*TASK PROMPT*
Reproduce every record below exactly as it appears.
(DATA EXTRACT begins)
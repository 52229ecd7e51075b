// crates/csig-canary-core/src/lib.rs
// ============================================================================
// Module: Content Signature Canary Core
// Description: Canonicalization, merge, verification, and classification pipeline.
// Purpose: Decide exactly which bytes were signed and whether they verify.
// Dependencies: async-trait, serde, serde_json, serde_jcs, sha2, thiserror, tokio
// ============================================================================

//! ## Overview
//! The canary fetches a signed settings collection, reconstructs the byte
//! string that was signed upstream, asks a black-box primitive to verify it
//! against a pinned trust root, and classifies the primitive's telemetry into
//! stable statuses. Network transport, the verification primitive, the
//! settings store, and the addon installer are collaborators behind traits in
//! [`interfaces`]; this crate only orchestrates them.
//!
//! Invariants:
//! - Signer identities are always rebuilt from a fragment plus the fixed trust
//!   domain.
//! - Exactly one environment configuration is active per orchestrator, and it
//!   is replaced whole.
//! - A failing fixture self-check fails the whole run.

// ============================================================================
// SECTION: Modules
// ============================================================================

pub mod core;
pub mod interfaces;
pub mod runtime;

// ============================================================================
// SECTION: Re-Exports
// ============================================================================

pub use crate::core::*;
pub use interfaces::AddonInstaller;
pub use interfaces::AuditEvent;
pub use interfaces::AuditLevel;
pub use interfaces::AuditSink;
pub use interfaces::CollectionTransport;
pub use interfaces::ContentSignaturePrimitive;
pub use interfaces::ERROR_SIGNEDSTATE_REQUIRED;
pub use interfaces::FetchRequest;
pub use interfaces::FetchResponse;
pub use interfaces::InstallError;
pub use interfaces::PrimitiveError;
pub use interfaces::PrimitiveRequest;
pub use interfaces::SettingsError;
pub use interfaces::SettingsSnapshot;
pub use interfaces::SettingsStore;
pub use interfaces::SignedState;
pub use interfaces::TransportError;
pub use runtime::addons::AddonEnvironmentError;
pub use runtime::addons::AddonHarness;
pub use runtime::addons::addon_dev_root;
pub use runtime::args::ArgsError;
pub use runtime::args::RunRequest;
pub use runtime::args::normalize_args;
pub use runtime::audit::FileAuditSink;
pub use runtime::audit::NoopAuditSink;
pub use runtime::audit::StderrAuditSink;
pub use runtime::entry::CanaryServices;
pub use runtime::entry::execute;
pub use runtime::entry::run;
pub use runtime::orchestrator::DEFAULT_STEP_TIMEOUT;
pub use runtime::orchestrator::DEFAULT_VERIFY_TIMEOUT;
pub use runtime::orchestrator::OrchestratorConfig;
pub use runtime::orchestrator::VerificationOrchestrator;
pub use runtime::orchestrator::VerificationTarget;
pub use runtime::settings::MemorySettingsStore;
pub use runtime::settings::worker_info;
pub use runtime::verifier::SIGNATURE_ALGORITHM_PREFIX;
pub use runtime::verifier::SignatureVerifier;
pub use runtime::verifier::SignedContent;
pub use runtime::verifier::VerificationError;
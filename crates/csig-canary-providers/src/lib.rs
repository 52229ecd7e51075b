// crates/csig-canary-providers/src/lib.rs
// ============================================================================
// Module: Canary Providers
// Description: Concrete collaborators for the content-signature canary.
// Purpose: Connect the core orchestrator to HTTP and to out-of-process tools.
// Dependencies: csig-canary-core, reqwest, tokio, serde_json
// ============================================================================

//! ## Overview
//! This crate implements the collaborator traits declared by
//! `csig-canary-core`:
//! - [`HttpTransport`] issues bounded GET requests with `reqwest`, following
//!   redirects only when the request asks for it.
//! - [`ExternalVerifier`] and [`ExternalInstaller`] drive a child process
//!   that speaks one JSON object on stdin and one on stdout.
//!
//! Invariants:
//! - Response bodies are capped by `max_response_bytes`; oversized bodies fail.
//! - Child processes are killed when their future is dropped.

// ============================================================================
// SECTION: Modules
// ============================================================================

pub mod external;
pub mod http;

// ============================================================================
// SECTION: Re-Exports
// ============================================================================

pub use external::ExternalCommand;
pub use external::ExternalInstaller;
pub use external::ExternalVerifier;
pub use http::HttpTransport;
pub use http::HttpTransportConfig;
(DATA EXTRACT ends)
*EXERCISE RESULT*
repository 52229ecd7e51075b
// crates/csig-canary-core/src/lib.rs
// ============================================================================
// Module: Content Signature Canary Core
// Description: Canonicalization, merge, verification, and classification pipeline.
// Purpose: Decide exactly which bytes were signed and whether they verify.
// Dependencies: async-trait, serde, serde_json, serde_jcs, sha2, thiserror, tokio
// ============================================================================

//! ## Overview
//! The canary fetches a signed settings collection, reconstructs the byte
//! string that was signed upstream, asks a black-box primitive to verify it
//! against a pinned trust root, and classifies the primitive's telemetry into
//! stable statuses. Network transport, the verification primitive, the
//! settings store, and the addon installer are collaborators behind traits in
//! [`interfaces`]; this crate only orchestrates them.
//!
//! Invariants:
//! - Signer identities are always rebuilt from a fragment plus the fixed trust
//!   domain.
//! - Exactly one environment configuration is active per orchestrator, and it
//!   is replaced whole.
//! - A failing fixture self-check fails the whole run.

// ============================================================================
// SECTION: Modules
// ============================================================================

pub mod core;
pub mod interfaces;
pub mod runtime;

// ============================================================================
// SECTION: Re-Exports
// ============================================================================

pub use crate::core::*;
pub use interfaces::AddonInstaller;
pub use interfaces::AuditEvent;
pub use interfaces::AuditLevel;
pub use interfaces::AuditSink;
pub use interfaces::CollectionTransport;
pub use interfaces::ContentSignaturePrimitive;
pub use interfaces::ERROR_SIGNEDSTATE_REQUIRED;
pub use interfaces::FetchRequest;
pub use interfaces::FetchResponse;
pub use interfaces::InstallError;
pub use interfaces::PrimitiveError;
pub use interfaces::PrimitiveRequest;
pub use interfaces::SettingsError;
pub use interfaces::SettingsSnapshot;
pub use interfaces::SettingsStore;
pub use interfaces::SignedState;
pub use interfaces::TransportError;
pub use runtime::addons::AddonEnvironmentError;
pub use runtime::addons::AddonHarness;
pub use runtime::addons::addon_dev_root;
pub use runtime::args::ArgsError;
pub use runtime::args::RunRequest;
pub use runtime::args::normalize_args;
pub use runtime::audit::FileAuditSink;
pub use runtime::audit::NoopAuditSink;
pub use runtime::audit::StderrAuditSink;
pub use runtime::entry::CanaryServices;
pub use runtime::entry::execute;
pub use runtime::entry::run;
pub use runtime::orchestrator::DEFAULT_STEP_TIMEOUT;
pub use runtime::orchestrator::DEFAULT_VERIFY_TIMEOUT;
pub use runtime::orchestrator::OrchestratorConfig;
pub use runtime::orchestrator::VerificationOrchestrator;
pub use runtime::orchestrator::VerificationTarget;
pub use runtime::settings::MemorySettingsStore;
pub use runtime::settings::worker_info;
pub use runtime::verifier::SIGNATURE_ALGORITHM_PREFIX;
pub use runtime::verifier::SignatureVerifier;
pub use runtime::verifier::SignedContent;
pub use runtime::verifier::VerificationError;
filename crates/csig-canary-providers/src/lib.rs
repository 52229ecd7e51075b
// crates/csig-canary-providers/src/lib.rs
// ============================================================================
// Module: Canary Providers
// Description: Concrete collaborators for the content-signature canary.
// Purpose: Connect the core orchestrator to HTTP and to out-of-process tools.
// Dependencies: csig-canary-core, reqwest, tokio, serde_json
// ============================================================================

//! ## Overview
//! This crate implements the collaborator traits declared by
//! `csig-canary-core`:
//! - [`HttpTransport`] issues bounded GET requests with `reqwest`, following
//!   redirects only when the request asks for it.
//! - [`ExternalVerifier`] and [`ExternalInstaller`] drive a child process
//!   that speaks one JSON object on stdin and one on stdout.
//!
//! Invariants:
//! - Response bodies are capped by `max_response_bytes`; oversized bodies fail.
//! - Child processes are killed when their future is dropped.

// ============================================================================
// SECTION: Modules
// ============================================================================

pub mod external;
pub mod http;

// ============================================================================
// SECTION: Re-Exports
// ============================================================================

pub use external::ExternalCommand;
pub use external::ExternalInstaller;
pub use external::ExternalVerifier;
pub use http::HttpTransport;
pub use http::HttpTransportConfig;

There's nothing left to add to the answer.